→ Activity:
For this exercise, print the records below verbatim.

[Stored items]

---------------

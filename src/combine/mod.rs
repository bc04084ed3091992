//! Aggregation of many [`Outcome`]s into one.
//!
//! [`combine`] turns a sequence of outcomes into one outcome over sequences:
//! all successes in input order, or every error in input order when at least
//! one element failed. The remaining functions are post-processing layers
//! over `combine` - they fold either side into a single value without ever
//! re-evaluating the inputs.
//!
//! Inputs are consumed in a single pass, so side-effecting iterators are
//! evaluated exactly once.
//!
//! # Examples
//!
//! ```
//! use outcome_rail::combine::combine;
//! use outcome_rail::Outcome;
//!
//! let mixed = vec![
//!     Outcome::<&str, i32>::Ok("foo"),
//!     Outcome::Err(1),
//!     Outcome::Ok("bar"),
//!     Outcome::Err(2),
//! ];
//!
//! let collected = combine(mixed);
//! assert_eq!(collected.unwrap_err().as_slice(), &[1, 2]);
//! ```

use alloc::string::String;
use alloc::vec::Vec;

use smallvec::SmallVec;

use crate::outcome::Outcome;
use crate::unit::Unit;

/// SmallVec-backed collection used for accumulating errors.
///
/// Uses inline storage for up to 1 elements to avoid heap allocations
/// in the common all-success and single-failure cases.
pub type ErrorVec<E> = SmallVec<[E; 1]>;

/// Combines multiple outcomes into a single outcome.
///
/// The combined outcome is `Err` if any of the inputs are, holding every
/// error in input order; otherwise it is `Ok` holding every success value in
/// input order. The input is enumerated exactly once.
///
/// # Arguments
///
/// * `results` - The outcomes to be combined
///
/// # Examples
///
/// ```
/// use outcome_rail::combine::combine;
/// use outcome_rail::Outcome;
///
/// let all_ok = vec![
///     Outcome::<&str, i32>::Ok("foo"),
///     Outcome::Ok("bar"),
///     Outcome::Ok("baz"),
/// ];
/// assert_eq!(combine(all_ok).unwrap(), vec!["foo", "bar", "baz"]);
/// ```
pub fn combine<T, E, I>(results: I) -> Outcome<Vec<T>, ErrorVec<E>>
where
    I: IntoIterator<Item = Outcome<T, E>>,
{
    let mut values = Vec::new();
    let mut errors = ErrorVec::new();
    for result in results {
        match result {
            Outcome::Ok(value) => values.push(value),
            Outcome::Err(error) => errors.push(error),
        }
    }
    if errors.is_empty() {
        Outcome::Ok(values)
    } else {
        Outcome::Err(errors)
    }
}

/// Combines multiple outcomes, folding whichever side wins with the matching
/// combinator function.
///
/// # Arguments
///
/// * `results` - The outcomes to be combined
/// * `combine_ok` - Folds the collected success values into one value
/// * `combine_err` - Folds the collected errors into one error
///
/// # Examples
///
/// ```
/// use outcome_rail::combine::combine_with;
/// use outcome_rail::Outcome;
///
/// let totals = combine_with(
///     vec![Outcome::<i32, &str>::Ok(1), Outcome::Ok(2)],
///     |values| values.into_iter().sum::<i32>(),
///     |errors| errors.len(),
/// );
/// assert_eq!(totals.unwrap(), 3);
/// ```
pub fn combine_with<T, E, U, F, I, FO, FE>(
    results: I,
    combine_ok: FO,
    combine_err: FE,
) -> Outcome<U, F>
where
    I: IntoIterator<Item = Outcome<T, E>>,
    FO: FnOnce(Vec<T>) -> U,
    FE: FnOnce(ErrorVec<E>) -> F,
{
    combine(results).bimap(combine_ok, combine_err)
}

/// Combines multiple outcomes, folding only the collected success values.
pub fn combine_map<T, E, U, I, FO>(results: I, combine_ok: FO) -> Outcome<U, ErrorVec<E>>
where
    I: IntoIterator<Item = Outcome<T, E>>,
    FO: FnOnce(Vec<T>) -> U,
{
    combine(results).map(combine_ok)
}

/// Combines multiple outcomes, folding only the collected errors.
pub fn combine_map_err<T, E, F, I, FE>(results: I, combine_err: FE) -> Outcome<Vec<T>, F>
where
    I: IntoIterator<Item = Outcome<T, E>>,
    FE: FnOnce(ErrorVec<E>) -> F,
{
    combine(results).map_err(combine_err)
}

/// Combines outcomes of sequences, flattening one extra level of nesting.
///
/// Each input holds a sequence of values or a sequence of errors; the
/// combined outcome concatenates all nested success sequences, or all nested
/// error sequences if any input failed.
///
/// # Examples
///
/// ```
/// use outcome_rail::combine::combine_many;
/// use outcome_rail::Outcome;
///
/// let batches = vec![
///     Outcome::<Vec<i32>, Vec<&str>>::Ok(vec![1, 2]),
///     Outcome::Ok(vec![3]),
/// ];
/// assert_eq!(combine_many(batches).unwrap(), vec![1, 2, 3]);
/// ```
pub fn combine_many<T, E, TS, ES, I>(results: I) -> Outcome<Vec<T>, ErrorVec<E>>
where
    TS: IntoIterator<Item = T>,
    ES: IntoIterator<Item = E>,
    I: IntoIterator<Item = Outcome<TS, ES>>,
{
    combine(results).bimap(
        |values| values.into_iter().flatten().collect(),
        |errors| errors.into_iter().flatten().collect(),
    )
}

/// Combines outcomes with message errors, joining every error with the
/// provided separator.
///
/// # Examples
///
/// ```
/// use outcome_rail::combine::combine_joined;
/// use outcome_rail::Outcome;
///
/// let results = vec![
///     Outcome::<i32>::Ok(1),
///     Outcome::Err("too small".to_string()),
///     Outcome::Err("too big".to_string()),
/// ];
/// assert_eq!(combine_joined(results, "; ").unwrap_err(), "too small; too big");
/// ```
pub fn combine_joined<T, I>(results: I, separator: &str) -> Outcome<Vec<T>, String>
where
    I: IntoIterator<Item = Outcome<T, String>>,
{
    combine(results).map_err(|errors| errors.join(separator))
}

/// Combines value-less outcomes, joining every failure message with the
/// provided separator.
///
/// Returns `Ok` if and only if every input was `Ok`.
///
/// # Examples
///
/// ```
/// use outcome_rail::combine::combine_unit;
/// use outcome_rail::{Outcome, Unit};
///
/// let checks = vec![
///     Outcome::Ok(Unit),
///     Outcome::Err("foo".to_string()),
///     Outcome::Ok(Unit),
///     Outcome::Err("bar".to_string()),
/// ];
/// assert_eq!(combine_unit(checks, "\n").unwrap_err(), "foo\nbar");
/// ```
pub fn combine_unit<I>(results: I, separator: &str) -> Outcome
where
    I: IntoIterator<Item = Outcome>,
{
    combine_joined(results, separator).map(|_| Unit)
}

/// Collecting a sequence of outcomes accumulates every error, like
/// [`combine`], rather than stopping at the first.
///
/// # Examples
///
/// ```
/// use outcome_rail::combine::ErrorVec;
/// use outcome_rail::Outcome;
///
/// let inputs = vec![
///     Outcome::<i32, &str>::Ok(1),
///     Outcome::Err("err1"),
///     Outcome::Err("err2"),
/// ];
/// let collected: Outcome<Vec<i32>, ErrorVec<&str>> = inputs.into_iter().collect();
///
/// assert!(collected.is_err());
/// assert_eq!(collected.unwrap_err().len(), 2);
/// ```
impl<T, E, C> FromIterator<Outcome<T, E>> for Outcome<C, ErrorVec<E>>
where
    C: FromIterator<T>,
{
    fn from_iter<I: IntoIterator<Item = Outcome<T, E>>>(iter: I) -> Self {
        let mut values = Vec::new();
        let mut errors = ErrorVec::new();
        for item in iter {
            match item {
                Outcome::Ok(value) => {
                    if errors.is_empty() {
                        values.push(value);
                    }
                }
                Outcome::Err(error) => errors.push(error),
            }
        }
        if errors.is_empty() {
            Outcome::Ok(values.into_iter().collect())
        } else {
            Outcome::Err(errors)
        }
    }
}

---------------

→ Solution for this exercise:
filename src/combine/mod.rs
repository bc04084ed3091992
//! Aggregation of many [`Outcome`]s into one.
//!
//! [`combine`] turns a sequence of outcomes into one outcome over sequences:
//! all successes in input order, or every error in input order when at least
//! one element failed. The remaining functions are post-processing layers
//! over `combine` - they fold either side into a single value without ever
//! re-evaluating the inputs.
//!
//! Inputs are consumed in a single pass, so side-effecting iterators are
//! evaluated exactly once.
//!
//! # Examples
//!
//! ```
//! use outcome_rail::combine::combine;
//! use outcome_rail::Outcome;
//!
//! let mixed = vec![
//!     Outcome::<&str, i32>::Ok("foo"),
//!     Outcome::Err(1),
//!     Outcome::Ok("bar"),
//!     Outcome::Err(2),
//! ];
//!
//! let collected = combine(mixed);
//! assert_eq!(collected.unwrap_err().as_slice(), &[1, 2]);
//! ```

use alloc::string::String;
use alloc::vec::Vec;

use smallvec::SmallVec;

use crate::outcome::Outcome;
use crate::unit::Unit;

/// SmallVec-backed collection used for accumulating errors.
///
/// Uses inline storage for up to 1 elements to avoid heap allocations
/// in the common all-success and single-failure cases.
pub type ErrorVec<E> = SmallVec<[E; 1]>;

/// Combines multiple outcomes into a single outcome.
///
/// The combined outcome is `Err` if any of the inputs are, holding every
/// error in input order; otherwise it is `Ok` holding every success value in
/// input order. The input is enumerated exactly once.
///
/// # Arguments
///
/// * `results` - The outcomes to be combined
///
/// # Examples
///
/// ```
/// use outcome_rail::combine::combine;
/// use outcome_rail::Outcome;
///
/// let all_ok = vec![
///     Outcome::<&str, i32>::Ok("foo"),
///     Outcome::Ok("bar"),
///     Outcome::Ok("baz"),
/// ];
/// assert_eq!(combine(all_ok).unwrap(), vec!["foo", "bar", "baz"]);
/// ```
pub fn combine<T, E, I>(results: I) -> Outcome<Vec<T>, ErrorVec<E>>
where
    I: IntoIterator<Item = Outcome<T, E>>,
{
    let mut values = Vec::new();
    let mut errors = ErrorVec::new();
    for result in results {
        match result {
            Outcome::Ok(value) => values.push(value),
            Outcome::Err(error) => errors.push(error),
        }
    }
    if errors.is_empty() {
        Outcome::Ok(values)
    } else {
        Outcome::Err(errors)
    }
}

/// Combines multiple outcomes, folding whichever side wins with the matching
/// combinator function.
///
/// # Arguments
///
/// * `results` - The outcomes to be combined
/// * `combine_ok` - Folds the collected success values into one value
/// * `combine_err` - Folds the collected errors into one error
///
/// # Examples
///
/// ```
/// use outcome_rail::combine::combine_with;
/// use outcome_rail::Outcome;
///
/// let totals = combine_with(
///     vec![Outcome::<i32, &str>::Ok(1), Outcome::Ok(2)],
///     |values| values.into_iter().sum::<i32>(),
///     |errors| errors.len(),
/// );
/// assert_eq!(totals.unwrap(), 3);
/// ```
pub fn combine_with<T, E, U, F, I, FO, FE>(
    results: I,
    combine_ok: FO,
    combine_err: FE,
) -> Outcome<U, F>
where
    I: IntoIterator<Item = Outcome<T, E>>,
    FO: FnOnce(Vec<T>) -> U,
    FE: FnOnce(ErrorVec<E>) -> F,
{
    combine(results).bimap(combine_ok, combine_err)
}

/// Combines multiple outcomes, folding only the collected success values.
pub fn combine_map<T, E, U, I, FO>(results: I, combine_ok: FO) -> Outcome<U, ErrorVec<E>>
where
    I: IntoIterator<Item = Outcome<T, E>>,
    FO: FnOnce(Vec<T>) -> U,
{
    combine(results).map(combine_ok)
}

/// Combines multiple outcomes, folding only the collected errors.
pub fn combine_map_err<T, E, F, I, FE>(results: I, combine_err: FE) -> Outcome<Vec<T>, F>
where
    I: IntoIterator<Item = Outcome<T, E>>,
    FE: FnOnce(ErrorVec<E>) -> F,
{
    combine(results).map_err(combine_err)
}

/// Combines outcomes of sequences, flattening one extra level of nesting.
///
/// Each input holds a sequence of values or a sequence of errors; the
/// combined outcome concatenates all nested success sequences, or all nested
/// error sequences if any input failed.
///
/// # Examples
///
/// ```
/// use outcome_rail::combine::combine_many;
/// use outcome_rail::Outcome;
///
/// let batches = vec![
///     Outcome::<Vec<i32>, Vec<&str>>::Ok(vec![1, 2]),
///     Outcome::Ok(vec![3]),
/// ];
/// assert_eq!(combine_many(batches).unwrap(), vec![1, 2, 3]);
/// ```
pub fn combine_many<T, E, TS, ES, I>(results: I) -> Outcome<Vec<T>, ErrorVec<E>>
where
    TS: IntoIterator<Item = T>,
    ES: IntoIterator<Item = E>,
    I: IntoIterator<Item = Outcome<TS, ES>>,
{
    combine(results).bimap(
        |values| values.into_iter().flatten().collect(),
        |errors| errors.into_iter().flatten().collect(),
    )
}

/// Combines outcomes with message errors, joining every error with the
/// provided separator.
///
/// # Examples
///
/// ```
/// use outcome_rail::combine::combine_joined;
/// use outcome_rail::Outcome;
///
/// let results = vec![
///     Outcome::<i32>::Ok(1),
///     Outcome::Err("too small".to_string()),
///     Outcome::Err("too big".to_string()),
/// ];
/// assert_eq!(combine_joined(results, "; ").unwrap_err(), "too small; too big");
/// ```
pub fn combine_joined<T, I>(results: I, separator: &str) -> Outcome<Vec<T>, String>
where
    I: IntoIterator<Item = Outcome<T, String>>,
{
    combine(results).map_err(|errors| errors.join(separator))
}

/// Combines value-less outcomes, joining every failure message with the
/// provided separator.
///
/// Returns `Ok` if and only if every input was `Ok`.
///
/// # Examples
///
/// ```
/// use outcome_rail::combine::combine_unit;
/// use outcome_rail::{Outcome, Unit};
///
/// let checks = vec![
///     Outcome::Ok(Unit),
///     Outcome::Err("foo".to_string()),
///     Outcome::Ok(Unit),
///     Outcome::Err("bar".to_string()),
/// ];
/// assert_eq!(combine_unit(checks, "\n").unwrap_err(), "foo\nbar");
/// ```
pub fn combine_unit<I>(results: I, separator: &str) -> Outcome
where
    I: IntoIterator<Item = Outcome>,
{
    combine_joined(results, separator).map(|_| Unit)
}

/// Collecting a sequence of outcomes accumulates every error, like
/// [`combine`], rather than stopping at the first.
///
/// # Examples
///
/// ```
/// use outcome_rail::combine::ErrorVec;
/// use outcome_rail::Outcome;
///
/// let inputs = vec![
///     Outcome::<i32, &str>::Ok(1),
///     Outcome::Err("err1"),
///     Outcome::Err("err2"),
/// ];
/// let collected: Outcome<Vec<i32>, ErrorVec<&str>> = inputs.into_iter().collect();
///
/// assert!(collected.is_err());
/// assert_eq!(collected.unwrap_err().len(), 2);
/// ```
impl<T, E, C> FromIterator<Outcome<T, E>> for Outcome<C, ErrorVec<E>>
where
    C: FromIterator<T>,
{
    fn from_iter<I: IntoIterator<Item = Outcome<T, E>>>(iter: I) -> Self {
        let mut values = Vec::new();
        let mut errors = ErrorVec::new();
        for item in iter {
            match item {
                Outcome::Ok(value) => {
                    if errors.is_empty() {
                        values.push(value);
                    }
                }
                Outcome::Err(error) => errors.push(error),
            }
        }
        if errors.is_empty() {
            Outcome::Ok(values.into_iter().collect())
        } else {
            Outcome::Err(errors)
        }
    }
}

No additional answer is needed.